Recently helped a friend build an octacore CPU computer with Windows 10, no second-hand parts excluding the case, keyboard and mouse and kept the cost less than $400. Goes like a bat out of hell and was cheaper than a pre-built with lower specs.


----------



## Andrew Aversa (Oct 19, 2017)

You pay an enormous markup for any Mac. There is no reason to get a Mac Pro unless you NEED OSX-only apps. iMacs are a little more reasonable because the display is so good, but nothing beats a PC in terms of pure power + value.


----------



## Morning Coffee (Oct 20, 2017)

I love my Macs, BUT, the good thing about PC (and older Macs) is that they are, in a way, like older cars, meaning that even if you're not a mechanic, with some basic knowledge you can get under the hood and..............'tinker', just like a backyard mechanic would! You can't tinker too much with modern cars and modern Macs.

If switching to PC, I'd probably go for something like, or at least of similar spec to some Hewlett Packard Z series workstations, like a Z240 and up (although they can get pricey too). A quad core processor being a minimum.


----------



## Noizmak3r (Oct 20, 2017)

zircon_st said:


> You pay an enormous markup for any Mac. There is no reason to get a Mac Pro unless you NEED OSX-only apps. iMacs are a little more reasonable because the display is so good, but nothing beats a PC in terms of pure power + value.
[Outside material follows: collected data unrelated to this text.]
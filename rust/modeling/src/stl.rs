// This Source Code Form is subject to the terms of the Mozilla Public
// License, v. 2.0. If a copy of the MPL was not distributed with this
// file, You can obtain one at https://mozilla.org/MPL/2.0/.

//! STL reading and writing.
//!
//! Binary layout: an 80-byte header, a little-endian `u32` triangle count,
//! then 50 bytes per triangle (normal and three vertices as `f32` triples,
//! two attribute bytes). ASCII layout: `solid NAME`, one `facet normal …
//! outer loop … endloop endfacet` block per triangle, `endsolid NAME`.
//!
//! Reading detects ASCII by a leading `solid`, except when the byte length
//! matches the binary layout exactly: some binary writers put `solid` in
//! their header too.

use std::fs::File;
use std::io::{BufReader, BufWriter, Read, Write};
use std::path::Path;

use brep_lite_geometry::mesh::triangle_normal;
use brep_lite_geometry::{Point3, TriangleMesh, Triangle3, Vector3};
use brep_lite_topology::{SolidKey, TopologyArena};
use serde::{Deserialize, Serialize};
use tracing::debug;

use crate::error::{Error, Result};
use crate::mesh_gen::triangulate;

const HEADER_LEN: usize = 80;
const TRIANGLE_LEN: usize = 50;

#[derive(Debug, Clone, Copy, PartialEq, Eq, Default, Serialize, Deserialize)]
pub enum StlFormat {
    #[default]
    Binary,
    Ascii,
}

/// Writes the triangles of `mesh` as STL.
///
/// `name` fills the binary header (truncated to 80 bytes) or names the
/// ASCII solid.
pub fn write_stl<W: Write>(mesh: &TriangleMesh, writer: W, format: StlFormat, name: &str) -> Result<()> {
    match format {
        StlFormat::Binary => write_binary(mesh, writer, name),
        StlFormat::Ascii => write_ascii(mesh, writer, name),
    }
}

fn binary_header(name: &str) -> [u8; HEADER_LEN] {
    // A binary header must not look like the start of an ASCII file.
    let text = if name.trim_start().starts_with("solid") {
        format!("binary {name}")
    } else {
        name.to_string()
    };
    let mut header = [0u8; HEADER_LEN];
    let bytes = text.as_bytes();
    let len = bytes.len().min(HEADER_LEN);
    header[..len].copy_from_slice(&bytes[..len]);
    header
}

fn facet_normal(t: &Triangle3) -> Vector3<f64> {
    triangle_normal(&t[0], &t[1], &t[2]).unwrap_or_else(Vector3::zeros)
}

pub fn write_binary<W: Write>(mesh: &TriangleMesh, mut writer: W, header: &str) -> Result<()> {
    let count = u32::try_from(mesh.triangle_count())
        .map_err(|_| Error::Stl(format!("{} triangles do not fit a binary STL", mesh.triangle_count())))?;
    writer.write_all(&binary_header(header))?;
    writer.write_all(&count.to_le_bytes())?;

    let mut record = [0u8; TRIANGLE_LEN];
    for triangle in mesh.triangles() {
        let normal = facet_normal(&triangle);
        let values = [normal.x, normal.y, normal.z]
            .into_iter()
            .chain(triangle.iter().flat_map(|p| [p.x, p.y, p.z]));
        for (i, value) in values.enumerate() {
            record[i * 4..i * 4 + 4].copy_from_slice(&(value as f32).to_le_bytes());
        }
        record[48..].fill(0);
        writer.write_all(&record)?;
    }
    writer.flush()?;
    Ok(())
}

pub fn write_ascii<W: Write>(mesh: &TriangleMesh, mut writer: W, name: &str) -> Result<()> {
    writeln!(writer, "solid {name}")?;
    for triangle in mesh.triangles() {
        let n = facet_normal(&triangle);
        writeln!(writer, "  facet normal {:e} {:e} {:e}", n.x, n.y, n.z)?;
        writeln!(writer, "    outer loop")?;
        for p in &triangle {
            writeln!(writer, "      vertex {:e} {:e} {:e}", p.x, p.y, p.z)?;
        }
        writeln!(writer, "    endloop")?;
        writeln!(writer, "  endfacet")?;
    }
    writeln!(writer, "endsolid {name}")?;
    writer.flush()?;
    Ok(())
}

/// Reads STL triangles in either format.
pub fn read_stl<R: Read>(mut reader: R) -> Result<Vec<Triangle3>> {
    let mut bytes = Vec::new();
    reader.read_to_end(&mut bytes)?;
    parse_stl(&bytes)
}

pub fn parse_stl(bytes: &[u8]) -> Result<Vec<Triangle3>> {
    if looks_ascii(bytes) {
        let text = std::str::from_utf8(bytes).map_err(|e| Error::Stl(format!("ASCII STL is not UTF-8: {e}")))?;
        parse_ascii(text)
    } else {
        parse_binary(bytes)
    }
}

fn binary_len(bytes: &[u8]) -> Option<usize> {
    let count = bytes.get(HEADER_LEN..HEADER_LEN + 4)?;
    let count = u32::from_le_bytes([count[0], count[1], count[2], count[3]]) as usize;
    Some(HEADER_LEN + 4 + count * TRIANGLE_LEN)
}

fn looks_ascii(bytes: &[u8]) -> bool {
    let start = bytes.iter().position(|b| !b.is_ascii_whitespace()).unwrap_or(bytes.len());
    bytes[start..].starts_with(b"solid") && binary_len(bytes) != Some(bytes.len())
}

fn parse_binary(bytes: &[u8]) -> Result<Vec<Triangle3>> {
    let expected = binary_len(bytes).ok_or_else(|| {
        Error::Stl(format!("binary STL needs at least {} bytes, got {}", HEADER_LEN + 4, bytes.len()))
    })?;
    if bytes.len() < expected {
        return Err(Error::Stl(format!(
            "binary STL truncated: expected {expected} bytes, got {}",
            bytes.len()
        )));
    }

    let body = &bytes[HEADER_LEN + 4..expected];
    let triangles = body
        .chunks_exact(TRIANGLE_LEN)
        .map(|record| {
            let f = |i: usize| {
                let at = 12 + i * 4;
                f32::from_le_bytes([record[at], record[at + 1], record[at + 2], record[at + 3]]) as f64
            };
            let p = |v: usize| Point3::new(f(v * 3), f(v * 3 + 1), f(v * 3 + 2));
            [p(0), p(1), p(2)]
        })
        .collect::<Vec<_>>();
    debug!(triangles = triangles.len(), "read binary STL");
    Ok(triangles)
}

fn parse_ascii(text: &str) -> Result<Vec<Triangle3>> {
    let mut triangles = Vec::new();
    let mut corners: Vec<Point3<f64>> = Vec::with_capacity(3);
    let mut tokens = text.split_whitespace();
    let number = |tokens: &mut std::str::SplitWhitespace<'_>| -> Result<f64> {
        let token = tokens
            .next()
            .ok_or_else(|| Error::Stl("unexpected end of file in vertex".into()))?;
        token
            .parse::<f64>()
            .map_err(|_| Error::Stl(format!("invalid number '{token}'")))
    };

    while let Some(token) = tokens.next() {
        match token {
            "facet" => corners.clear(),
            "vertex" => {
                let x = number(&mut tokens)?;
                let y = number(&mut tokens)?;
                let z = number(&mut tokens)?;
                corners.push(Point3::new(x, y, z));
            }
            "endfacet" => {
                let [a, b, c] = corners[..] else {
                    return Err(Error::Stl(format!("facet with {} vertices", corners.len())));
                };
                triangles.push([a, b, c]);
                corners.clear();
            }
            _ => {}
        }
    }
    debug!(triangles = triangles.len(), "read ASCII STL");
    Ok(triangles)
}

/// Triangulates `solid` and writes it to `path`.
pub fn write_stl_file(
    arena: &TopologyArena,
    solid: SolidKey,
    path: impl AsRef<Path>,
    format: StlFormat,
    name: &str,
    segments: usize,
) -> Result<()> {
    let mesh = triangulate(arena, solid, segments)?;
    let file = File::create(path.as_ref())?;
    write_stl(&mesh, BufWriter::new(file), format, name)?;
    debug!(path = %path.as_ref().display(), triangles = mesh.triangle_count(), "wrote STL");
    Ok(())
}

/// Reads an STL file into a solid with one independent face per triangle.
///
/// Vertices are not merged across triangles.
pub fn read_stl_file(arena: &mut TopologyArena, path: impl AsRef<Path>) -> Result<SolidKey> {
    let file = File::open(path.as_ref())?;
    let triangles = read_stl(BufReader::new(file))?;
    if triangles.is_empty() {
        return Err(Error::Stl("file contains no triangles".into()));
    }
    Ok(arena.add_solid_from_triangles(&triangles)?)
}

#[cfg(test)]
mod tests {
    use super::*;
    use approx::assert_relative_eq;

    fn tetrahedron() -> TriangleMesh {
        let mut mesh = TriangleMesh::new();
        let p = [
            Point3::new(0.0, 0.0, 0.0),
            Point3::new(1.0, 0.0, 0.0),
            Point3::new(0.0, 1.0, 0.0),
            Point3::new(0.0, 0.0, 1.0),
        ];
        for q in &p {
            mesh.add_vertex(q);
        }
        mesh.add_triangle(0, 2, 1);
        mesh.add_triangle(0, 1, 3);
        mesh.add_triangle(0, 3, 2);
        mesh.add_triangle(1, 2, 3);
        mesh
    }

    #[test]
    fn binary_layout() {
        let mut bytes = Vec::new();
        write_stl(&tetrahedron(), &mut bytes, StlFormat::Binary, "part").unwrap();
        assert_eq!(bytes.len(), 84 + 4 * 50);
        assert_eq!(&bytes[..4], b"part");
        assert!(bytes[4..80].iter().all(|&b| b == 0));
        assert_eq!(u32::from_le_bytes([bytes[80], bytes[81], bytes[82], bytes[83]]), 4);
        // First facet normal is -Z.
        let nz = f32::from_le_bytes([bytes[92], bytes[93], bytes[94], bytes[95]]);
        assert_eq!(nz, -1.0);
    }

    #[test]
    fn binary_header_never_reads_as_ascii() {
        let header = binary_header("solid model");
        assert!(header.starts_with(b"binary solid"));
        let long = binary_header(&"x".repeat(200));
        assert_eq!(long.len(), 80);
    }

    #[test]
    fn binary_round_trip() {
        let mesh = tetrahedron();
        let mut bytes = Vec::new();
        write_binary(&mesh, &mut bytes, "t").unwrap();
        let triangles = parse_stl(&bytes).unwrap();
        assert_eq!(triangles.len(), 4);
        assert_relative_eq!(triangles[3][2], Point3::new(0.0, 0.0, 1.0));
    }

    #[test]
    fn ascii_text_and_round_trip() {
        let mut bytes = Vec::new();
        write_stl(&tetrahedron(), &mut bytes, StlFormat::Ascii, "tet").unwrap();
        let text = String::from_utf8(bytes.clone()).unwrap();
        assert!(text.starts_with("solid tet\n"));
        assert!(text.trim_end().ends_with("endsolid tet"));
        assert_eq!(text.matches("facet normal").count(), 4);
        assert!(text.contains("vertex 1e0 0e0 0e0"));

        let triangles = read_stl(bytes.as_slice()).unwrap();
        assert_eq!(triangles.len(), 4);
        assert_relative_eq!(triangles[0][1], Point3::new(0.0, 1.0, 0.0));
    }

    #[test]
    fn binary_with_solid_header_is_still_binary() {
        let mut bytes = Vec::new();
        write_binary(&tetrahedron(), &mut bytes, "").unwrap();
        bytes[..5].copy_from_slice(b"solid");
        assert_eq!(parse_stl(&bytes).unwrap().len(), 4);
    }

    #[test]
    fn malformed_input_is_reported() {
        assert!(matches!(parse_stl(b"short"), Err(Error::Stl(_))));
        let mut bytes = Vec::new();
        write_binary(&tetrahedron(), &mut bytes, "").unwrap();
        bytes.truncate(120);
        assert!(matches!(parse_stl(&bytes), Err(Error::Stl(_))));

        let bad = "solid x\nfacet normal 0 0 1\nouter loop\nvertex 0 0 zero\n";
        assert!(matches!(parse_stl(bad.as_bytes()), Err(Error::Stl(_))));
        let short = "solid x\nfacet normal 0 0 1\nouter loop\nvertex 0 0 0\nvertex 1 0 0\nendloop\nendfacet\nendsolid x\n";
        assert!(matches!(parse_stl(short.as_bytes()), Err(Error::Stl(_))));
    }
}
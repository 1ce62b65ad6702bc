// This Source Code Form is subject to the terms of the Mozilla Public
// License, v. 2.0. If a copy of the MPL was not distributed with this
// file, You can obtain one at https://mozilla.org/MPL/2.0/.

//! Parts described in JSON, rebuilt and exported.

use std::collections::HashMap;

use approx::assert_relative_eq;
use brep_lite_engine::{KernelBridge, KernelConfig, Part};
use brep_lite_geometry::Point3;
use brep_lite_modeling::{read_stl_file, Sketch, StlFormat, TopologyArena};

const SKETCHES: &str = r#"[
    {
        "name": "plate",
        "geometry": [
            { "id": "r1", "type": "Rectangle", "start_point": { "x": 0.0, "y": 0.0 },
              "width": 40.0, "height": 20.0 }
        ]
    },
    {
        "name": "boss",
        "geometry": [
            { "id": "c1", "type": "Circle", "center_point": { "x": 30.0, "y": 10.0 }, "radius": 4.0 }
        ]
    }
]"#;

const BRACKET: &str = r#"{
    "name": "bracket",
    "features": [
        { "name": "base", "type": "Extrude", "sketch_id": "plate", "depth": 5.0 },
        { "name": "bore", "type": "Hole", "diameter": 6.0, "through_all": true,
          "parameters": { "x": 10.0, "y": 10.0 } },
        { "name": "boss", "type": "Extrude", "sketch_id": "boss", "depth": 12.0 },
        { "name": "decal", "type": "Emboss" }
    ]
}"#;

fn load() -> (Part, HashMap<String, Sketch>) {
    let sketches: Vec<Sketch> = serde_json::from_str(SKETCHES).unwrap();
    let part: Part = serde_json::from_str(BRACKET).unwrap();
    (part, sketches.into_iter().map(|s| (s.name.clone(), s)).collect())
}

#[test]
fn bracket_from_json() {
    let (part, sketches) = load();
    let mut bridge = KernelBridge::new(KernelConfig::default());
    let solid = bridge.build_part_from_part(&part, &sketches).unwrap();
    assert_eq!(bridge.last_solid(), Some(solid));

    let arena = bridge.arena();
    assert_eq!(arena.solid_contains(solid, &Point3::new(10.0, 10.0, 2.5)), Some(false));
    assert_eq!(arena.solid_contains(solid, &Point3::new(2.0, 2.0, 2.5)), Some(true));
    assert_eq!(arena.solid_contains(solid, &Point3::new(30.0, 10.0, 10.0)), Some(true));
    assert_relative_eq!(arena.solid_bounds(solid).max.z, 12.0, epsilon = 1e-9);

    let mesh = bridge.last_solid_mesh().unwrap();
    assert!(!mesh.is_empty());
    assert_eq!(mesh.indices.len() % 3, 0);
    assert_relative_eq!(mesh.signed_volume(), arena.solid_volume(solid).unwrap(), max_relative = 1e-9);
}

#[test]
fn export_and_read_back() {
    let (_, sketches) = load();
    let mut bridge = KernelBridge::new(KernelConfig {
        stl_header: "bracket".into(),
        ..KernelConfig::default()
    });
    bridge.build_part_from_sketch(&sketches["boss"]).unwrap();
    let triangles = bridge.last_solid_mesh().unwrap().triangle_count();

    let dir = tempfile::tempdir().unwrap();
    let binary = dir.path().join("bracket.stl");
    bridge.export_stl(&binary, StlFormat::Binary).unwrap();
    let ascii = dir.path().join("bracket_ascii.stl");
    bridge.export_stl(&ascii, StlFormat::Ascii).unwrap();
    assert!(std::fs::read_to_string(&ascii).unwrap().starts_with("solid bracket"));

    let mut arena = TopologyArena::new();
    for path in [&binary, &ascii] {
        let solid = read_stl_file(&mut arena, path).unwrap();
        assert_eq!(arena.faces(brep_lite_topology::Shape::Solid(solid)).len(), triangles);
    }
}

#[test]
fn config_file_drives_defaults() {
    let dir = tempfile::tempdir().unwrap();
    let path = dir.path().join("kernel.json");
    std::fs::write(&path, r#"{ "sketch_depth": 2.5, "segments": 16 }"#).unwrap();
    let config = KernelConfig::from_path(&path).unwrap();

    let (_, sketches) = load();
    let mut bridge = KernelBridge::new(config);
    let solid = bridge.build_part_from_sketch(&sketches["plate"]).unwrap();
    assert_relative_eq!(bridge.arena().solid_volume(solid).unwrap(), 2000.0, epsilon = 1e-9);
}
// This Source Code Form is subject to the terms of the Mozilla Public
// License, v. 2.0. If a copy of the MPL was not distributed with this
// file, You can obtain one at https://mozilla.org/MPL/2.0/.

//! # brep-lite geometry
//!
//! The geometric layer of the brep-lite kernel: tolerance predicates, a
//! rigid transform, 2D sketch curves and wires, 3D curves and surfaces, plus
//! the triangle-mesh utilities (ear-clipping triangulation and BSP booleans)
//! that the topology and modeling crates build on.

pub mod csg;
pub mod curve2d;
pub mod curve3d;
pub mod error;
pub mod math;
pub mod mesh;
pub mod surface;
pub mod tolerance;
pub mod triangulation;
pub mod wire2d;

// Re-export nalgebra types for convenience
pub use nalgebra::{Matrix3, Point2, Point3, Vector2, Vector3};

pub use csg::{boolean_triangles, BooleanOp, Triangle3};
pub use curve2d::{Arc2D, Circle2D, Curve2D, Line2D, Spline2D};
pub use curve3d::{Circle3D, Curve3D, Line3D};
pub use error::{Error, Result};
pub use math::{Bounds2, Bounds3, Transform3};
pub use mesh::TriangleMesh;
pub use surface::{Cylinder, Plane, Revolution, Sphere, Surface};
pub use tolerance::{points_equal, points_equal_2d, vectors_parallel, Tolerance};
pub use triangulation::{triangulate_polygon, triangulate_polygon_with_holes};
pub use wire2d::Wire2D;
Sweet thanks Andrew. Love your Shreddage VST by the way. Super brutal / easy to program


----------



## MarcusD (Oct 20, 2017)

PC all the way, you can't really beat them on a price to performance. They're super easy to build too. If you're looking for a wallet friendly build with lots of performance, take a look at what AMD have to offer with their Ryzen CPUs. You can pick up a 6 core beast for under £200. 64 GB of DDR4 RAM which will set you back around £400 - £500, a reliable cheap power block and GPU under £200 and you can spend the rest on M.2, SSD devices, monitor, keyboard + mouse (unless you have those already) and Windows 10.


----------



## Noizmak3r (Oct 20, 2017)

thanks is AMD acceptable for music production though? how much lower in quality is it than i7?


----------



## MarcusD (Oct 20, 2017)

Noizmak3r said:


> thanks is AMD acceptable for music production though? how much lower in quality is it than i7?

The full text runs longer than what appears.